* **REQUIRED WORK**: Copy out all lines in the data below containing the string "bool".

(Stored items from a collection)
• • • •
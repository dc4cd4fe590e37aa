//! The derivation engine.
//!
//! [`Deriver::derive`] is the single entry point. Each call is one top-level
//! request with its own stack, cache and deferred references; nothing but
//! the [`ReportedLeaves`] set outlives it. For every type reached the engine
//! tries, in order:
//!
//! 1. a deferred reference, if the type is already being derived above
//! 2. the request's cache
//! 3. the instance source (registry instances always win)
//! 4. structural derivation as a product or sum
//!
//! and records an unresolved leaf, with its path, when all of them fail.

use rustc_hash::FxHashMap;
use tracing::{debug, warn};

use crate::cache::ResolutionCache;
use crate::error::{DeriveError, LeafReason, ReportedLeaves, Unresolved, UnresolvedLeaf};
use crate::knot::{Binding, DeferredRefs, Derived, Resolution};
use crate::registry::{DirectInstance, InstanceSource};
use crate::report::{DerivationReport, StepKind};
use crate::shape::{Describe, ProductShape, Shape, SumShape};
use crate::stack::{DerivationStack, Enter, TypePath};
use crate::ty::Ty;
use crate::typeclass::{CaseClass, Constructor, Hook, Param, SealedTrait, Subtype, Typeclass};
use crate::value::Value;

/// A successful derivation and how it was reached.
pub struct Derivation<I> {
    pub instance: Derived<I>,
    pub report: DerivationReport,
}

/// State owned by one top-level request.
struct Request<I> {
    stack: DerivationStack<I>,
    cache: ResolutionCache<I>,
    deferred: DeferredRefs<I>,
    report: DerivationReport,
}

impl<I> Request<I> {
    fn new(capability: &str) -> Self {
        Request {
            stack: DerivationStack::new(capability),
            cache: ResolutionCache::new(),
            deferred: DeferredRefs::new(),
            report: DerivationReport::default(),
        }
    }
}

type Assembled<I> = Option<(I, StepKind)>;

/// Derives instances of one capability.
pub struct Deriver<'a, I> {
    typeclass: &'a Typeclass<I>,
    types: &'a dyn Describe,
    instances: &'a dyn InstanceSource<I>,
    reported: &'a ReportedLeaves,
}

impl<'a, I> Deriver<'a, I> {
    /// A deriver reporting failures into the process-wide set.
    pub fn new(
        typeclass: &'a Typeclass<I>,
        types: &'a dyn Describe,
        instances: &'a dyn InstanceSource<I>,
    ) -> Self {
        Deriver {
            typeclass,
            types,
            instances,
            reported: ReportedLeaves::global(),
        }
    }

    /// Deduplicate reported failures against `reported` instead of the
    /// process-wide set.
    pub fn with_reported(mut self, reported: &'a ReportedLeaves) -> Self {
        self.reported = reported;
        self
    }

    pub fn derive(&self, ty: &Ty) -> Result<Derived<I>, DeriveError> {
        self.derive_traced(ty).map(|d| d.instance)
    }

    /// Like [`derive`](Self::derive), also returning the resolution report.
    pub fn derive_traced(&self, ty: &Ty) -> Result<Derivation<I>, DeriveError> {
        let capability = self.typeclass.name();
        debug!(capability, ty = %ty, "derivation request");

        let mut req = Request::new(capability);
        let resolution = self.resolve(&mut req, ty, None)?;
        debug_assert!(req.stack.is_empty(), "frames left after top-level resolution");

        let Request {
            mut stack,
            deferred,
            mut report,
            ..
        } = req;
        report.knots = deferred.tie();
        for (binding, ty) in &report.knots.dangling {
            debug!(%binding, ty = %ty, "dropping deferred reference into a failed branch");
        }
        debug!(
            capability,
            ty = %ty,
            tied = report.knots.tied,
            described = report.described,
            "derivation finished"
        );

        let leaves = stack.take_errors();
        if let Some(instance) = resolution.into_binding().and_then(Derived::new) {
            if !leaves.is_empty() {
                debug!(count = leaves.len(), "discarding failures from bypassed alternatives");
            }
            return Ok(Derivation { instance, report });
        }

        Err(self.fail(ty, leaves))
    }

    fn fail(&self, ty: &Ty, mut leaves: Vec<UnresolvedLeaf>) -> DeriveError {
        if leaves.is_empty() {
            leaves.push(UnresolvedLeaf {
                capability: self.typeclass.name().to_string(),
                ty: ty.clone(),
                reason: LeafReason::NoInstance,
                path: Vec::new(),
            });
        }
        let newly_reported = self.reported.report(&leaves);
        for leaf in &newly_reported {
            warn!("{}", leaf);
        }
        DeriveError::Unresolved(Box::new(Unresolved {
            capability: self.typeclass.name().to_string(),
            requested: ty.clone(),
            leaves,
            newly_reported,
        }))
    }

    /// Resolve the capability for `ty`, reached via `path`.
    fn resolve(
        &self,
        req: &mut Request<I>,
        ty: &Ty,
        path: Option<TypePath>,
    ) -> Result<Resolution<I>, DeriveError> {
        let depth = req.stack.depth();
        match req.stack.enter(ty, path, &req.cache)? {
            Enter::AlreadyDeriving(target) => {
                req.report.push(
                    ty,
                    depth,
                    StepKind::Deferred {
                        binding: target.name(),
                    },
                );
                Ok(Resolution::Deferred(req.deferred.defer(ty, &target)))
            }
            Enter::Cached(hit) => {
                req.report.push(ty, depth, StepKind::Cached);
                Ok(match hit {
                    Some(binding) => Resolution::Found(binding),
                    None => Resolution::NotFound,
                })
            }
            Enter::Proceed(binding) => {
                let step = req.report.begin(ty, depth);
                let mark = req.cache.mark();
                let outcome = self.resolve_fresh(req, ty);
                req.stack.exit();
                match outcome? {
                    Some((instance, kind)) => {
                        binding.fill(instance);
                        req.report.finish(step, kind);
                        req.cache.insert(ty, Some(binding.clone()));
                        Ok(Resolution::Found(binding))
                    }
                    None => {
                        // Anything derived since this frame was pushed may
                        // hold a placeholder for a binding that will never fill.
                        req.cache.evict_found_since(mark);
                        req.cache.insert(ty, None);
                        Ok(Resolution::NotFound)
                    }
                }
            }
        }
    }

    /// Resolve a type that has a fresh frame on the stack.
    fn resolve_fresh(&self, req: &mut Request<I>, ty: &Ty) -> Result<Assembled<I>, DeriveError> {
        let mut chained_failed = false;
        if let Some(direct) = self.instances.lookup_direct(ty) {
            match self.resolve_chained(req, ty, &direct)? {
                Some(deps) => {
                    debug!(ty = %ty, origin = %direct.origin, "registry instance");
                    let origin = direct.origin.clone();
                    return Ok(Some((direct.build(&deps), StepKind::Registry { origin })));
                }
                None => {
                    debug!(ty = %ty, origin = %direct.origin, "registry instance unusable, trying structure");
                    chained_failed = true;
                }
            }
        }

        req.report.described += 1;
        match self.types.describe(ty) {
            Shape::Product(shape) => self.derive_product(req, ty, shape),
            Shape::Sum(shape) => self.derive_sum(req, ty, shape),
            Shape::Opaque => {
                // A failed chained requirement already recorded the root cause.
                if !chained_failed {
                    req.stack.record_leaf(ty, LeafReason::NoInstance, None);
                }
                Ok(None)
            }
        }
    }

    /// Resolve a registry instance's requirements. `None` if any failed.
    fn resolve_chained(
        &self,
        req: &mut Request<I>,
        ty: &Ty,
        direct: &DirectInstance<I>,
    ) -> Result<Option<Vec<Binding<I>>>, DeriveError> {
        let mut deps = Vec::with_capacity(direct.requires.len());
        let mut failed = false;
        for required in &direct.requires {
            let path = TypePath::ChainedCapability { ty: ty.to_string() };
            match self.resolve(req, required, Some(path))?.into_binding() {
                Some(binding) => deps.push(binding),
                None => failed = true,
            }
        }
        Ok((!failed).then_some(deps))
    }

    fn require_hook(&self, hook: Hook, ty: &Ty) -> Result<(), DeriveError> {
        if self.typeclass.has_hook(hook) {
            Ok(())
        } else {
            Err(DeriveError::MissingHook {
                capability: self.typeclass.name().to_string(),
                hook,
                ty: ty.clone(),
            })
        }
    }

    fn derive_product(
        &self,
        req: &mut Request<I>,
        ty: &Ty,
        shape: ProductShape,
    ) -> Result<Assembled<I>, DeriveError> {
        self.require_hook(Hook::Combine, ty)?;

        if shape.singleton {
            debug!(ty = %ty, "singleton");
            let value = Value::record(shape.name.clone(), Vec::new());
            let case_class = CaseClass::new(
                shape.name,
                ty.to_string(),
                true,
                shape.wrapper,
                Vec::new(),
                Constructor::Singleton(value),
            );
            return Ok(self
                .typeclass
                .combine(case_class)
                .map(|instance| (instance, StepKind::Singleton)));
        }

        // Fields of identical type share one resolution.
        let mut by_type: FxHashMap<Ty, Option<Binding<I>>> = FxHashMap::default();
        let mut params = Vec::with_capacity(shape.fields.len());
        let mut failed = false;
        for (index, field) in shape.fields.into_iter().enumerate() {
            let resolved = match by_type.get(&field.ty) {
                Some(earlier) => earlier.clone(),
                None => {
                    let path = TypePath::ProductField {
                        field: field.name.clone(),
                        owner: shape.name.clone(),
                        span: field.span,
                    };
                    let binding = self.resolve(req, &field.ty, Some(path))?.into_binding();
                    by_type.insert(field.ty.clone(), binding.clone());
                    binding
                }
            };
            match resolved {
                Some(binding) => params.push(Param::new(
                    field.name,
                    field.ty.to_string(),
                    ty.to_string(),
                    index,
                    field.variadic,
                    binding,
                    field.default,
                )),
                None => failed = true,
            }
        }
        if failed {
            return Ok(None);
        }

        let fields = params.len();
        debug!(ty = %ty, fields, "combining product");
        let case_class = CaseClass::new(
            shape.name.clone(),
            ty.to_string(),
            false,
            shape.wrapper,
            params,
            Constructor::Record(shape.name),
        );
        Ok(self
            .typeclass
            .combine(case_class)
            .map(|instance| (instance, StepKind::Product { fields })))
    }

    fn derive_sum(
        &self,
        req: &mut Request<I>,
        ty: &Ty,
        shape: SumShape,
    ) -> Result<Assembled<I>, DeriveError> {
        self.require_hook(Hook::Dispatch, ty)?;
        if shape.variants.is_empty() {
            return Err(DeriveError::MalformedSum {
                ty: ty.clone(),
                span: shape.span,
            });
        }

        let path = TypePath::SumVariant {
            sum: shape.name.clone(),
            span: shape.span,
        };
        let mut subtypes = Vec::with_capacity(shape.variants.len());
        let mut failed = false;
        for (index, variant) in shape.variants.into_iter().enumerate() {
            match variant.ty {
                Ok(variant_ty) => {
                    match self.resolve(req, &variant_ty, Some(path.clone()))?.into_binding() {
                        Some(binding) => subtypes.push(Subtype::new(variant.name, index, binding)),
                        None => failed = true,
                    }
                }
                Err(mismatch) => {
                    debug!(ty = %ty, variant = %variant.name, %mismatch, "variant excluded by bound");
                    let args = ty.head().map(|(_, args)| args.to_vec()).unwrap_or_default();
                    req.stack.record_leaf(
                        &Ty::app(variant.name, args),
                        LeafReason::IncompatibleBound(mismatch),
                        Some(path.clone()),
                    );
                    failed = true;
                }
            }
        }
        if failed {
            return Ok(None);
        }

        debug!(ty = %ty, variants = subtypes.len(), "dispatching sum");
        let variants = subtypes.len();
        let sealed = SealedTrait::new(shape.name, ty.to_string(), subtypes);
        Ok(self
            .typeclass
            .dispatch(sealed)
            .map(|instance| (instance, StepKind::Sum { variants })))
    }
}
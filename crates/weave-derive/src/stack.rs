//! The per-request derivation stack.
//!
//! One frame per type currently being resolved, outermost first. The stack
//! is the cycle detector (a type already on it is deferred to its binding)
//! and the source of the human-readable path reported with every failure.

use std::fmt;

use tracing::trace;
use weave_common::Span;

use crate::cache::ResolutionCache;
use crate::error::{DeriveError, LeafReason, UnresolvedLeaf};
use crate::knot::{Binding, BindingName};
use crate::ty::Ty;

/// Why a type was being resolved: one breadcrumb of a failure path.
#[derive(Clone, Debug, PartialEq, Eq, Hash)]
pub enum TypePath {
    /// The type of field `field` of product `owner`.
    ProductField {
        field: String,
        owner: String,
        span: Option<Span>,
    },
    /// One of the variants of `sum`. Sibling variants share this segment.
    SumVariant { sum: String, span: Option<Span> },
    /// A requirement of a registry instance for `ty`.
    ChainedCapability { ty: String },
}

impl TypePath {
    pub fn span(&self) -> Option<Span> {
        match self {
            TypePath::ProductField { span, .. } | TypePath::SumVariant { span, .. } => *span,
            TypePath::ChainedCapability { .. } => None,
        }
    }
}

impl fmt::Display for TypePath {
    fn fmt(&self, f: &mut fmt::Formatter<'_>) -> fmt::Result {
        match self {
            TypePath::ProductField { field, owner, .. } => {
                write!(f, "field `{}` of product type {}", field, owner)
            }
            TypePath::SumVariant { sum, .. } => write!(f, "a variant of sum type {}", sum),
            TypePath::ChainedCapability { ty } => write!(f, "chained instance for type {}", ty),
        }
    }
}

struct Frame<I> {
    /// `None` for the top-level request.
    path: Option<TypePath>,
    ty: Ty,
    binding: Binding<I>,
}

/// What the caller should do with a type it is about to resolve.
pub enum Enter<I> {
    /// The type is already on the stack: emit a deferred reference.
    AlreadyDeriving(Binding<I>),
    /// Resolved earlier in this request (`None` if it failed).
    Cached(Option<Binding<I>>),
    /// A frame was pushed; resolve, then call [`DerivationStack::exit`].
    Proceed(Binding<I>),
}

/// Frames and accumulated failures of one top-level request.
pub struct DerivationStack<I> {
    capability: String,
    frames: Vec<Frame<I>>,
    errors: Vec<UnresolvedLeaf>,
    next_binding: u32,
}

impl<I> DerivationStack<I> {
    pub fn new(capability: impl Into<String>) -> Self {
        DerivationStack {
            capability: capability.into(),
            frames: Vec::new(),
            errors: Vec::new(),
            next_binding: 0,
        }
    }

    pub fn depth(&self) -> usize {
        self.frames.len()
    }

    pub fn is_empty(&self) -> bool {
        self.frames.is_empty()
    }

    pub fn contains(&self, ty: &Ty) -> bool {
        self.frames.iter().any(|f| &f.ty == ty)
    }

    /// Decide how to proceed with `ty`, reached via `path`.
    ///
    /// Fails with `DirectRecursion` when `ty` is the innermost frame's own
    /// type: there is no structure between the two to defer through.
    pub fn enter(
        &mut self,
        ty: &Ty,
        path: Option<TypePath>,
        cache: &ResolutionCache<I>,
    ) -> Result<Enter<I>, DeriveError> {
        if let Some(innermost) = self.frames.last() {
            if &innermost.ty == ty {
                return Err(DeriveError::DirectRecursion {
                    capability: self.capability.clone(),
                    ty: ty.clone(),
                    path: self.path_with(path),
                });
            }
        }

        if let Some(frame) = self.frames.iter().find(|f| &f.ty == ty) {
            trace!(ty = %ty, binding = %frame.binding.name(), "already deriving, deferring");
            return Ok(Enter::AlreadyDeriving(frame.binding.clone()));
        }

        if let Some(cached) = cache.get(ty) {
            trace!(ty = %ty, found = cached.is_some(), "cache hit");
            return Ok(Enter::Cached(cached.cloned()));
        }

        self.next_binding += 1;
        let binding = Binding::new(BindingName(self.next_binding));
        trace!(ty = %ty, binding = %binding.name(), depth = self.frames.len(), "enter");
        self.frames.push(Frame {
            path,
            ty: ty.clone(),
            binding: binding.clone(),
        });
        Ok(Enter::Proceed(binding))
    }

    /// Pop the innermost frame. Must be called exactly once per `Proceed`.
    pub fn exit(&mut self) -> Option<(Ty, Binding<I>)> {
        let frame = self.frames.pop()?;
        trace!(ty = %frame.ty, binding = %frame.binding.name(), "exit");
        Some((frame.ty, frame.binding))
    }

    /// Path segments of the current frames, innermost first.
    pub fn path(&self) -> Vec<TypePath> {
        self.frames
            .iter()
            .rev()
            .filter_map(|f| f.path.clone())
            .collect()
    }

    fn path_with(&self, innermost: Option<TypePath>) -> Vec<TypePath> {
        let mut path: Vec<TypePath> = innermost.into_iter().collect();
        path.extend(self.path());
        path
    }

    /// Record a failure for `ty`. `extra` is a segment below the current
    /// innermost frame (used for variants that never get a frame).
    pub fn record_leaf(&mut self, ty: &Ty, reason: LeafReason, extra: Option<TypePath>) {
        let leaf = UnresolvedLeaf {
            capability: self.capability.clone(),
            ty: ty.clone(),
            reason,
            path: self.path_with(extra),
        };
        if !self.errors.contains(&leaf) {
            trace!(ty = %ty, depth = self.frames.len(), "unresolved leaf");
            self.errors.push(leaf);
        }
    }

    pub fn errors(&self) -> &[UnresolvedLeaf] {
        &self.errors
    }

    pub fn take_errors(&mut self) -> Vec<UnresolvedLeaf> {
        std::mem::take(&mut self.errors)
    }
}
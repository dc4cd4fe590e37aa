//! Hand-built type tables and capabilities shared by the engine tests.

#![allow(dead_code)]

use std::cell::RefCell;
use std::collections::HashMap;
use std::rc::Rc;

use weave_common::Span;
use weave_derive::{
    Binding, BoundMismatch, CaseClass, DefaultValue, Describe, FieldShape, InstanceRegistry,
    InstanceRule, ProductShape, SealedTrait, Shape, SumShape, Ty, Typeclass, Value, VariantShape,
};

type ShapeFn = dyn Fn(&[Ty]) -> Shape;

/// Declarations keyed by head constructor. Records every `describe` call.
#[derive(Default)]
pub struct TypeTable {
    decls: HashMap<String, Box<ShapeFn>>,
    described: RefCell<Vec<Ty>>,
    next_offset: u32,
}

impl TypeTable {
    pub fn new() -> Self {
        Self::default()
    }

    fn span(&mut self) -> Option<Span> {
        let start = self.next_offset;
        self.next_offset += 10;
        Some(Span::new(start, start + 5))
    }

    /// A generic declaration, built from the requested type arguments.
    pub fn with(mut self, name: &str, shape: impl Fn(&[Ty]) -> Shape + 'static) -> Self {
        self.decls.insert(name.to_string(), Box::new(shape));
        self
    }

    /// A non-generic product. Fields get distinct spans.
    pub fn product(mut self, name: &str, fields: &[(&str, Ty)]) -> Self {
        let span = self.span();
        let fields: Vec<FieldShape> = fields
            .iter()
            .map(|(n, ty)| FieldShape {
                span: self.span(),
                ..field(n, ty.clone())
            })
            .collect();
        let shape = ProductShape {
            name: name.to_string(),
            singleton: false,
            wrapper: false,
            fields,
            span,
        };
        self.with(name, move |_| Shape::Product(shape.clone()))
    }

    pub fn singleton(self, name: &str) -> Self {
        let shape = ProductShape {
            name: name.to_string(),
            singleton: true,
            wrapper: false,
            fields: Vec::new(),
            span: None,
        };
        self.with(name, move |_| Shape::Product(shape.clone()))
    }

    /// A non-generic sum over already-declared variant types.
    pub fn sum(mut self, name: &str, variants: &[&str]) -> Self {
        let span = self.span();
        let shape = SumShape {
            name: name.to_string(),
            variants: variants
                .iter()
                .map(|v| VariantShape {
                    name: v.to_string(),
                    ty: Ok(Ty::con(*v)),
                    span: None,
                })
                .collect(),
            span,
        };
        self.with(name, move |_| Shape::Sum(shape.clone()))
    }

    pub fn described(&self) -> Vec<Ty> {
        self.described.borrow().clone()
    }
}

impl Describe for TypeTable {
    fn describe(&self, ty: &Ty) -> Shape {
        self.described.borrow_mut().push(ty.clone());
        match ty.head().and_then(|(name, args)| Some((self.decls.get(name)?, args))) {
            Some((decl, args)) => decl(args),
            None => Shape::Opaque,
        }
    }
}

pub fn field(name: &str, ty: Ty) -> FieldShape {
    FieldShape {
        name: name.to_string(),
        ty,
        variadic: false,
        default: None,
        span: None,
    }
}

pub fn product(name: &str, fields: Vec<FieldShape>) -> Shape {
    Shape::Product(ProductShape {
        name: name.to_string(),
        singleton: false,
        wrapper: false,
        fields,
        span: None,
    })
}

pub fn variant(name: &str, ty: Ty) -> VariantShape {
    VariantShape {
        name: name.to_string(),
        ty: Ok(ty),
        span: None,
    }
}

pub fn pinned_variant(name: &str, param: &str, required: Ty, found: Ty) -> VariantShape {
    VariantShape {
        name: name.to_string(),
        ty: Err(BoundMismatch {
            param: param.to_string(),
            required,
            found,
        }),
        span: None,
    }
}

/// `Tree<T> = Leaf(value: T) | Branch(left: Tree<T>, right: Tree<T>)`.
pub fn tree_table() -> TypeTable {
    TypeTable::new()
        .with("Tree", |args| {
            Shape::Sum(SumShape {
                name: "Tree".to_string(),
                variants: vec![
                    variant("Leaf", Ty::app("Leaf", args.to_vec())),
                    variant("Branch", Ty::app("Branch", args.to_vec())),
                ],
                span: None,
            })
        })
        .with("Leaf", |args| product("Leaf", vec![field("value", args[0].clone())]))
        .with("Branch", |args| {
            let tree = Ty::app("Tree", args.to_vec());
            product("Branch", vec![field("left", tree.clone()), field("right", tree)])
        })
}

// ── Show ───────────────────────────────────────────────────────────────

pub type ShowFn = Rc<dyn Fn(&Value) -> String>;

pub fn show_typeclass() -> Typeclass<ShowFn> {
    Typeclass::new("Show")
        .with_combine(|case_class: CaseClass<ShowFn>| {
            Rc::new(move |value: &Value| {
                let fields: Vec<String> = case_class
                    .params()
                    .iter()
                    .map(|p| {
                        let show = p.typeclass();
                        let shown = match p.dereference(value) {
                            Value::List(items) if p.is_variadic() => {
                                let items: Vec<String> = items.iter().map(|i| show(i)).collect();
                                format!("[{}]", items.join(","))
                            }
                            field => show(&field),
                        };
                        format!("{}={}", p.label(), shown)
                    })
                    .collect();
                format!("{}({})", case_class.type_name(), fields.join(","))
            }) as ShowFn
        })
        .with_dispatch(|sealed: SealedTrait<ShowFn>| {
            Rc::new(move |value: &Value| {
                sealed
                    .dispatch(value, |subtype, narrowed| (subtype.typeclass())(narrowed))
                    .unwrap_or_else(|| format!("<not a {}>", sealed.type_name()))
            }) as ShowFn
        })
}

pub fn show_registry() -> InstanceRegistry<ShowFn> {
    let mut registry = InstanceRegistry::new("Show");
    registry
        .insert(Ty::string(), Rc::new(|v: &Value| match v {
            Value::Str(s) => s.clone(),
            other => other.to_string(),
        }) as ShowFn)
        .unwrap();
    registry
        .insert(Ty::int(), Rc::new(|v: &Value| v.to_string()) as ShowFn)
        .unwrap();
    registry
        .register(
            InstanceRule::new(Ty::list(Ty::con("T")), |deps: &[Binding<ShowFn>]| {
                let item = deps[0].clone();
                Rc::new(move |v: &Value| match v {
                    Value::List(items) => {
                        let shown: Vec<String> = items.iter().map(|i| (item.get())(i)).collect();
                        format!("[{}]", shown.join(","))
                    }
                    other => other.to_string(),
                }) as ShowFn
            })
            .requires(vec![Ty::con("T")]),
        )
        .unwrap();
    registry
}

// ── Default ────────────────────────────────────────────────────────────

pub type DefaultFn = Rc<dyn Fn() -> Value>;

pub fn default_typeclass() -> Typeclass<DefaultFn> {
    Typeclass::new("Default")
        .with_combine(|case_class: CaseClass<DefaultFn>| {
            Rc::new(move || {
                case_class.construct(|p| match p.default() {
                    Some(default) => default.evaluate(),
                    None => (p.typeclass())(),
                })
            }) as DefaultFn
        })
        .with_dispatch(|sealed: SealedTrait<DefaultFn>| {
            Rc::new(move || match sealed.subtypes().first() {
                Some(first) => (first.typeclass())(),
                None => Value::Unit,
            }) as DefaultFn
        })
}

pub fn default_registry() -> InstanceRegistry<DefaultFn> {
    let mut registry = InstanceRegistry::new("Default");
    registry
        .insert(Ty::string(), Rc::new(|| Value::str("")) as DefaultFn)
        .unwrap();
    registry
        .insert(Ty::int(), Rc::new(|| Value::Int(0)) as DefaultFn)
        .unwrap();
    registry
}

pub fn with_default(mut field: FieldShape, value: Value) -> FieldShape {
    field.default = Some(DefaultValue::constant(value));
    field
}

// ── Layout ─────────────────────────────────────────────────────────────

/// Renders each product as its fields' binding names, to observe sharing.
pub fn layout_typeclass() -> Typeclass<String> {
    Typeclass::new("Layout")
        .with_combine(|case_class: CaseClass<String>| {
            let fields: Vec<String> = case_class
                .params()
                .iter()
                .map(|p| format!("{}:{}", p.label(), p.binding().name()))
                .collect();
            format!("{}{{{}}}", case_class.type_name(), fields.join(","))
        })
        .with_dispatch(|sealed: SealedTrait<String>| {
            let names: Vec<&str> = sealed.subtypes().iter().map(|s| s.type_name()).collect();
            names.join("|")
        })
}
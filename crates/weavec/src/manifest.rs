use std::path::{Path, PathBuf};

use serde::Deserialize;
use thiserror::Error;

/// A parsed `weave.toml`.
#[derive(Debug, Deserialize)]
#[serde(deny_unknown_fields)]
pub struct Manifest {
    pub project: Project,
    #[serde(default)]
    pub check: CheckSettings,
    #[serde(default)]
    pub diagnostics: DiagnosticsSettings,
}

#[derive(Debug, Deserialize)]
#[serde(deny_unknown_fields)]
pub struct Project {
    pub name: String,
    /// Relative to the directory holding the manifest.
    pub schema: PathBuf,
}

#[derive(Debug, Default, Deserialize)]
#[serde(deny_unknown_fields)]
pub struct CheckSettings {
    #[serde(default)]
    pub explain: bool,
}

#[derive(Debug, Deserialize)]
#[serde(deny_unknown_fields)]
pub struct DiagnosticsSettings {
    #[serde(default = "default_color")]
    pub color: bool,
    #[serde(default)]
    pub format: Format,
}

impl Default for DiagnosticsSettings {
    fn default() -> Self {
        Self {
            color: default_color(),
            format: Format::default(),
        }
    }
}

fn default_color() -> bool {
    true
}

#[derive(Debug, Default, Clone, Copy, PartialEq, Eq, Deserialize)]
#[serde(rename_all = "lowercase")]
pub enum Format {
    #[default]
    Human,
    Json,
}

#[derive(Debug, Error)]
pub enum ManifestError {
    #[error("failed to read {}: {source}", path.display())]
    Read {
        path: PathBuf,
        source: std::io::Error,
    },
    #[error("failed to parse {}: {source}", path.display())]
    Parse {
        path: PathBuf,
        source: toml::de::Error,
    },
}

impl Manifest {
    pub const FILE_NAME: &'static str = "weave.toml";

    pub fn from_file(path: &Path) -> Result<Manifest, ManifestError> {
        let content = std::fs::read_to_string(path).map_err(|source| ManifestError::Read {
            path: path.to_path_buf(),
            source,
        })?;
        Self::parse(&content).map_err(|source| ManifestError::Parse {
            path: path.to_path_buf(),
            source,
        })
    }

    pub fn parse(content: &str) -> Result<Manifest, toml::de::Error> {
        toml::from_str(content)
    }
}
• • • •
* **TASK RESPONSE**:
    pub fn is_empty(&self) -> bool {
    pub fn contains(&self, ty: &Ty) -> bool {
    pub explain: bool,
    pub color: bool,
fn default_color() -> bool {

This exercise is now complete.